<<<<

// Runtime settings

//! Layered settings for the router.
//!
//! Sources, lowest precedence first:
//!
//! 1. serde defaults on [`Settings`]
//! 2. an optional TOML/JSON/YAML file
//! 3. `ROUTER__*` environment variables (`ROUTER__CATALOG__CACHE_TTL_MS=500`)
//!
//! Endpoint-level policies always win over the delivery defaults here; the
//! defaults only apply to endpoints that leave a policy unset.

use std::path::Path;
use std::time::Duration;

use ::config::{Config, Environment, File};
use serde::{Deserialize, Serialize};

use crate::models::{BreakerPolicy, RateLimitPolicy, RetryPolicy};
use crate::Result;

/// What to do with an attempt that exceeds the rate limit
#[derive(Debug, Clone, Copy, PartialEq, Eq, Default, Serialize, Deserialize)]
#[serde(rename_all = "lowercase")]
pub enum OverflowPolicy {
    /// Wait for capacity, up to `max_queue_wait_ms`
    #[default]
    Queue,
    /// Fail the attempt immediately
    Reject,
}

#[derive(Debug, Clone, PartialEq, Serialize, Deserialize)]
#[serde(default)]
pub struct CatalogSettings {
    /// Read cache lifetime; 0 disables caching
    pub cache_ttl_ms: u64,
}

impl Default for CatalogSettings {
    fn default() -> Self {
        Self { cache_ttl_ms: 5_000 }
    }
}

impl CatalogSettings {
    pub fn cache_ttl(&self) -> Option<Duration> {
        match self.cache_ttl_ms {
            0 => None,
            ms => Some(Duration::from_millis(ms)),
        }
    }
}

#[derive(Debug, Clone, PartialEq, Serialize, Deserialize)]
#[serde(default)]
pub struct DeliverySettings {
    pub retry: RetryPolicy,
    pub breaker: BreakerPolicy,
    /// No limit unless configured here or on the endpoint
    pub rate_limit: Option<RateLimitPolicy>,
    pub overflow: OverflowPolicy,
    pub max_queue_wait_ms: u64,
    pub max_concurrent_per_endpoint: usize,
}

impl Default for DeliverySettings {
    fn default() -> Self {
        Self {
            retry: RetryPolicy::default(),
            breaker: BreakerPolicy::default(),
            rate_limit: None,
            overflow: OverflowPolicy::Queue,
            max_queue_wait_ms: 30_000,
            max_concurrent_per_endpoint: 1,
        }
    }
}

impl DeliverySettings {
    pub fn max_queue_wait(&self) -> Duration {
        Duration::from_millis(self.max_queue_wait_ms)
    }
}

#[derive(Debug, Clone, PartialEq, Serialize, Deserialize)]
#[serde(default)]
pub struct TrackingSettings {
    /// Service label attached to tracking log lines
    pub service_name: String,
}

impl Default for TrackingSettings {
    fn default() -> Self {
        Self {
            service_name: "middleware-esb".to_string(),
        }
    }
}

#[derive(Debug, Clone, PartialEq, Default, Serialize, Deserialize)]
#[serde(default)]
pub struct Settings {
    pub log_level: Option<String>,
    pub catalog: CatalogSettings,
    pub delivery: DeliverySettings,
    pub tracking: TrackingSettings,
}

impl Settings {
    /// Load settings from an optional file plus the environment
    pub fn load(file: Option<&Path>) -> Result<Self> {
        Self::from_builder(Self::builder(file))
    }

    fn builder(file: Option<&Path>) -> ::config::ConfigBuilder<::config::builder::DefaultState> {
        let mut builder = Config::builder();
        if let Some(path) = file {
            builder = builder.add_source(File::from(path));
        }
        builder.add_source(
            Environment::with_prefix("ROUTER")
                .prefix_separator("__")
                .separator("__"),
        )
    }

    fn from_builder(
        builder: ::config::ConfigBuilder<::config::builder::DefaultState>,
    ) -> Result<Self> {
        let settings = builder.build()?.try_deserialize()?;
        Ok(settings)
    }

    /// Filter directive for `tracing_subscriber::EnvFilter`
    pub fn log_filter(&self) -> String {
        self.log_level.clone().unwrap_or_else(|| "info".to_string())
    }
}

#[cfg(test)]
mod tests {
    use super::*;

    #[test]
    fn test_defaults() {
        let settings = Settings::default();
        assert_eq!(settings.delivery.retry.max_attempts, 3);
        assert_eq!(settings.delivery.breaker.threshold, 5);
        assert_eq!(settings.delivery.overflow, OverflowPolicy::Queue);
        assert_eq!(settings.delivery.max_concurrent_per_endpoint, 1);
        assert_eq!(settings.catalog.cache_ttl(), Some(Duration::from_millis(5_000)));
        assert_eq!(settings.log_filter(), "info");
    }

    #[test]
    fn test_overrides_are_layered_over_defaults() {
        let builder = Settings::builder(None)
            .set_override("catalog.cache_ttl_ms", 0)
            .unwrap()
            .set_override("delivery.overflow", "reject")
            .unwrap()
            .set_override("log_level", "debug")
            .unwrap();
        let settings = Settings::from_builder(builder).unwrap();

        assert_eq!(settings.catalog.cache_ttl(), None);
        assert_eq!(settings.delivery.overflow, OverflowPolicy::Reject);
        assert_eq!(settings.delivery.max_queue_wait_ms, 30_000);
        assert_eq!(settings.log_filter(), "debug");
    }
}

>>>>

## YOUR ASSIGNMENT
Everything in the material above from the line that has "pub enum OverflowPolicy" through the line that has "Self::from_builder(Self::builder(file))" must be duplicated exactly, with no other lines given.

## SOLUTION FOR THIS TASK
pub enum OverflowPolicy {
    /// Wait for capacity, up to `max_queue_wait_ms`
    #[default]
    Queue,
    /// Fail the attempt immediately
    Reject,
}

#[derive(Debug, Clone, PartialEq, Serialize, Deserialize)]
#[serde(default)]
pub struct CatalogSettings {
    /// Read cache lifetime; 0 disables caching
    pub cache_ttl_ms: u64,
}

impl Default for CatalogSettings {
    fn default() -> Self {
        Self { cache_ttl_ms: 5_000 }
    }
}

impl CatalogSettings {
    pub fn cache_ttl(&self) -> Option<Duration> {
        match self.cache_ttl_ms {
            0 => None,
            ms => Some(Duration::from_millis(ms)),
        }
    }
}

#[derive(Debug, Clone, PartialEq, Serialize, Deserialize)]
#[serde(default)]
pub struct DeliverySettings {
    pub retry: RetryPolicy,
    pub breaker: BreakerPolicy,
    /// No limit unless configured here or on the endpoint
    pub rate_limit: Option<RateLimitPolicy>,
    pub overflow: OverflowPolicy,
    pub max_queue_wait_ms: u64,
    pub max_concurrent_per_endpoint: usize,
}

impl Default for DeliverySettings {
    fn default() -> Self {
        Self {
            retry: RetryPolicy::default(),
            breaker: BreakerPolicy::default(),
            rate_limit: None,
            overflow: OverflowPolicy::Queue,
            max_queue_wait_ms: 30_000,
            max_concurrent_per_endpoint: 1,
        }
    }
}

impl DeliverySettings {
    pub fn max_queue_wait(&self) -> Duration {
        Duration::from_millis(self.max_queue_wait_ms)
    }
}

#[derive(Debug, Clone, PartialEq, Serialize, Deserialize)]
#[serde(default)]
pub struct TrackingSettings {
    /// Service label attached to tracking log lines
    pub service_name: String,
}

impl Default for TrackingSettings {
    fn default() -> Self {
        Self {
            service_name: "middleware-esb".to_string(),
        }
    }
}

#[derive(Debug, Clone, PartialEq, Default, Serialize, Deserialize)]
#[serde(default)]
pub struct Settings {
    pub log_level: Option<String>,
    pub catalog: CatalogSettings,
    pub delivery: DeliverySettings,
    pub tracking: TrackingSettings,
}

impl Settings {
    /// Load settings from an optional file plus the environment
    pub fn load(file: Option<&Path>) -> Result<Self> {
        Self::from_builder(Self::builder(file))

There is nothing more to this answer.